* [TASK TO COMPLETE] Which lines have the string "before"? Copy all of them from the entries below.
====== SUPPLIED INFORMATION
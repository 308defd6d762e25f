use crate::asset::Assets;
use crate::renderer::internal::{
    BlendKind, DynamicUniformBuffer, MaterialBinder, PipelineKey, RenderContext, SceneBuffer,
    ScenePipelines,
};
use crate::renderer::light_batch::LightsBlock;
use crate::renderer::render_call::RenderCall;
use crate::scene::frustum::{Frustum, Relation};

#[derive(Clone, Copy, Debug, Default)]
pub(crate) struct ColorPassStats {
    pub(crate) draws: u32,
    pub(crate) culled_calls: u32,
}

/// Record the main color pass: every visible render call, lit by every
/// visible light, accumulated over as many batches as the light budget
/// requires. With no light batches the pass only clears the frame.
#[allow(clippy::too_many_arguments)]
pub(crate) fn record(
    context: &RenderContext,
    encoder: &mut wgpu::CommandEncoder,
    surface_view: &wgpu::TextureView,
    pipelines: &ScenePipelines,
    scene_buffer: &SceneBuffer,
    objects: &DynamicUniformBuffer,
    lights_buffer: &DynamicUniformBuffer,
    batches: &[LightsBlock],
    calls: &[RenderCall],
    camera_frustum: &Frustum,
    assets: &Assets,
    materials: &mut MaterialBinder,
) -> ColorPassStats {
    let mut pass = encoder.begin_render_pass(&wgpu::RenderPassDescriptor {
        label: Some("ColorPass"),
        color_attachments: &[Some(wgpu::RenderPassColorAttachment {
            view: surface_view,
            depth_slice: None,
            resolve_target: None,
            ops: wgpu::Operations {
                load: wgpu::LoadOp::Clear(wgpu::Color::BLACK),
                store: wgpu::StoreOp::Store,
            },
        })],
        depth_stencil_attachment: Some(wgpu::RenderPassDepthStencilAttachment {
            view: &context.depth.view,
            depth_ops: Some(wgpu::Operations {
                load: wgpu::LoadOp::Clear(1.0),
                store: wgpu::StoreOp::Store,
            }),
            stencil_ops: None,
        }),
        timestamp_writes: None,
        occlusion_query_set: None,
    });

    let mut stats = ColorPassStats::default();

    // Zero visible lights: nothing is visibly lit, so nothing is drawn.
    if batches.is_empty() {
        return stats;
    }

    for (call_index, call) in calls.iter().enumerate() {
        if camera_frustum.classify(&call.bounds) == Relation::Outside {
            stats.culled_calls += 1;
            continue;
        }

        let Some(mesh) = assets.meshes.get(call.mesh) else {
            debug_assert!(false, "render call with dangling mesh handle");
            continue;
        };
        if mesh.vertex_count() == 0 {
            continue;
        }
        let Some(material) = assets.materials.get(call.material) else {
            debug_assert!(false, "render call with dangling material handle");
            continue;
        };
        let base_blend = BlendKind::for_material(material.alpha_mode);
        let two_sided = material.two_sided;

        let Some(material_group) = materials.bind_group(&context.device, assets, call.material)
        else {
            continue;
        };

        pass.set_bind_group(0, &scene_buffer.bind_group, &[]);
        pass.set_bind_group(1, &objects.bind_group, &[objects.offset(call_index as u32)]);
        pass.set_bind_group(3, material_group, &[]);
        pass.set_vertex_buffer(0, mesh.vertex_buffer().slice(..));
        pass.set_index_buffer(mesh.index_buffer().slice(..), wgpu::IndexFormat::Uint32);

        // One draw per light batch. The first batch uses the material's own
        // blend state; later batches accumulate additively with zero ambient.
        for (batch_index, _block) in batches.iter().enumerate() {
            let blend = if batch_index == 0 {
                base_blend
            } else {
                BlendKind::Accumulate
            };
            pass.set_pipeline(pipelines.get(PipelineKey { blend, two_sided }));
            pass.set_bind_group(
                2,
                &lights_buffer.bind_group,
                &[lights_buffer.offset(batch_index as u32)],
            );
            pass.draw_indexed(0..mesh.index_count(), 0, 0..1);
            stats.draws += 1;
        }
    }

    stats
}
============
====== SUPPLIED INFORMATION
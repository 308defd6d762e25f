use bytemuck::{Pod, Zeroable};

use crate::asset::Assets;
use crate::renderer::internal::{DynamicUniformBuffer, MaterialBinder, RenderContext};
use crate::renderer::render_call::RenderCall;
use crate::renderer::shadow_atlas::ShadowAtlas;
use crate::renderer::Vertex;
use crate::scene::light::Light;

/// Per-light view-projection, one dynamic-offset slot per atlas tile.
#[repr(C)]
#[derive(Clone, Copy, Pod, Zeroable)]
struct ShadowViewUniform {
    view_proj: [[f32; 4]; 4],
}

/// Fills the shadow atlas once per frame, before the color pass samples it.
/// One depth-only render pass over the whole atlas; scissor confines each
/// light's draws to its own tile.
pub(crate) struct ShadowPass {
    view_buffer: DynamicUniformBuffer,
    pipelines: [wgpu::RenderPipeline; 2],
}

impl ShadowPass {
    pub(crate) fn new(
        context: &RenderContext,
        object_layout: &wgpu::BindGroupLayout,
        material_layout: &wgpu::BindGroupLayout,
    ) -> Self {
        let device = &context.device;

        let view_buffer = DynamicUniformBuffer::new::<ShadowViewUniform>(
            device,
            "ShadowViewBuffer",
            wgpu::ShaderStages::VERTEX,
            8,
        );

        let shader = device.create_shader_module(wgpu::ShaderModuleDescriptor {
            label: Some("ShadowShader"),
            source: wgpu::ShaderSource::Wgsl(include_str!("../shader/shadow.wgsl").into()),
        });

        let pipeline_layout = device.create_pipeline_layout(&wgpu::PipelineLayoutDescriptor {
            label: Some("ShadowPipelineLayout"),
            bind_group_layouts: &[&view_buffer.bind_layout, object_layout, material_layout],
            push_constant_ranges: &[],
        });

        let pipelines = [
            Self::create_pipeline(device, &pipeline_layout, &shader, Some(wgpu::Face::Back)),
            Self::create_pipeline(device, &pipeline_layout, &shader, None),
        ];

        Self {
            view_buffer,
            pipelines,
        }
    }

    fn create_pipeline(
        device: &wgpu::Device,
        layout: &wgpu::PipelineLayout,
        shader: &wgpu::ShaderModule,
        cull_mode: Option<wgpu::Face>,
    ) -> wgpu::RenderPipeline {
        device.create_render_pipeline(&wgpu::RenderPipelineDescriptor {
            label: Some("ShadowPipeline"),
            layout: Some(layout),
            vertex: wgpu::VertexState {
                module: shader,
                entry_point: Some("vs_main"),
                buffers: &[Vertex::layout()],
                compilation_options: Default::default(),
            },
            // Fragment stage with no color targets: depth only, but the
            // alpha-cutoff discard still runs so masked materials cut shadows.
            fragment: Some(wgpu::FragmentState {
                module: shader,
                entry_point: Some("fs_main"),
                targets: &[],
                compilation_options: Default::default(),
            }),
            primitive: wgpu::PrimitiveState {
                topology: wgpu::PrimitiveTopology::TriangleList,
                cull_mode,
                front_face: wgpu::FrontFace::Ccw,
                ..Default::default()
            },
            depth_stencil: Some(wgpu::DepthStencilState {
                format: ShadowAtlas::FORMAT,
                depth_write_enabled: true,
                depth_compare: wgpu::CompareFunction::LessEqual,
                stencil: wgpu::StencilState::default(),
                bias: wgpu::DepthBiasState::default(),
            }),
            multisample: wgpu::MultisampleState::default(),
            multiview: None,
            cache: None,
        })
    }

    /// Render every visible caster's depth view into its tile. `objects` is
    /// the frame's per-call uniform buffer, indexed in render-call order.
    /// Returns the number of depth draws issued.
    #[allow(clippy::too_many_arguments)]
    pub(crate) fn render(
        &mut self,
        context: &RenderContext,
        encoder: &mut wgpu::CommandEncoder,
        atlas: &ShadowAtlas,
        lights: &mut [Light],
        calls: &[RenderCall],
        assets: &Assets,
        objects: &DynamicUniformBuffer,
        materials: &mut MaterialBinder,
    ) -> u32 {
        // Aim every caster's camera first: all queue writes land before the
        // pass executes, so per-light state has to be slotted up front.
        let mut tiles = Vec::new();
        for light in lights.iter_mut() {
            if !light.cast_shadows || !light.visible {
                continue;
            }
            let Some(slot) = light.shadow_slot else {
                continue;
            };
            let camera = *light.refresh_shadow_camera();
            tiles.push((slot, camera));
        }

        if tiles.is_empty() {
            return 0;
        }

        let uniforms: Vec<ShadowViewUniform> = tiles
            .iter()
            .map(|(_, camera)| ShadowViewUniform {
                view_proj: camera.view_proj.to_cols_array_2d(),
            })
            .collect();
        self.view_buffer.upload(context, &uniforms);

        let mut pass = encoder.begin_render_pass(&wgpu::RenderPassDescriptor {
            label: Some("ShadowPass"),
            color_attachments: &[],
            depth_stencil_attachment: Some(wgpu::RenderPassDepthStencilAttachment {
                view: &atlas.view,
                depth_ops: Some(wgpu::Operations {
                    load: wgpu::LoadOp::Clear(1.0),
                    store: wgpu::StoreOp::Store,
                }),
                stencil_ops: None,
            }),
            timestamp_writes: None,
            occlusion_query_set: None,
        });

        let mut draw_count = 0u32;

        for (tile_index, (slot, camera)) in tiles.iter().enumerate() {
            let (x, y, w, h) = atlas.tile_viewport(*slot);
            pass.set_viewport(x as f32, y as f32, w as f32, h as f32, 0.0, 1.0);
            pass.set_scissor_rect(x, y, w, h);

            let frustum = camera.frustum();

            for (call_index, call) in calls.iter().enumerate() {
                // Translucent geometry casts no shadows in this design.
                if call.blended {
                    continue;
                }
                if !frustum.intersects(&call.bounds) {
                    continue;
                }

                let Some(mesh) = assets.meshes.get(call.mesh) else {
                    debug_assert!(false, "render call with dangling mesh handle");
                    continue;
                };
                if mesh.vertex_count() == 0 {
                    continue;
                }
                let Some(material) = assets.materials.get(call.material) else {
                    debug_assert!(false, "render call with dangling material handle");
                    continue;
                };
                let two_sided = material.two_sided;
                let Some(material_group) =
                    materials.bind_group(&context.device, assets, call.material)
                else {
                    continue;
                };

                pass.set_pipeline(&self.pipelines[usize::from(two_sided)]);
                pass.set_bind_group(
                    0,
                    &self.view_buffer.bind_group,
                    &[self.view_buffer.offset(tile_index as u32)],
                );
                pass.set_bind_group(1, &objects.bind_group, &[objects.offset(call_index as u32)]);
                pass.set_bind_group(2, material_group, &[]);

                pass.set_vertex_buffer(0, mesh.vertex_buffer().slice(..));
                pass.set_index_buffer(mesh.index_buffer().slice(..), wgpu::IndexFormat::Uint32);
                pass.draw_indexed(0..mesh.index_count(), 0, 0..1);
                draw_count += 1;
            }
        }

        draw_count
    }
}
============
* [YOUR SOLUTION]
/// Fills the shadow atlas once per frame, before the color pass samples it.
        // Aim every caster's camera first: all queue writes land before the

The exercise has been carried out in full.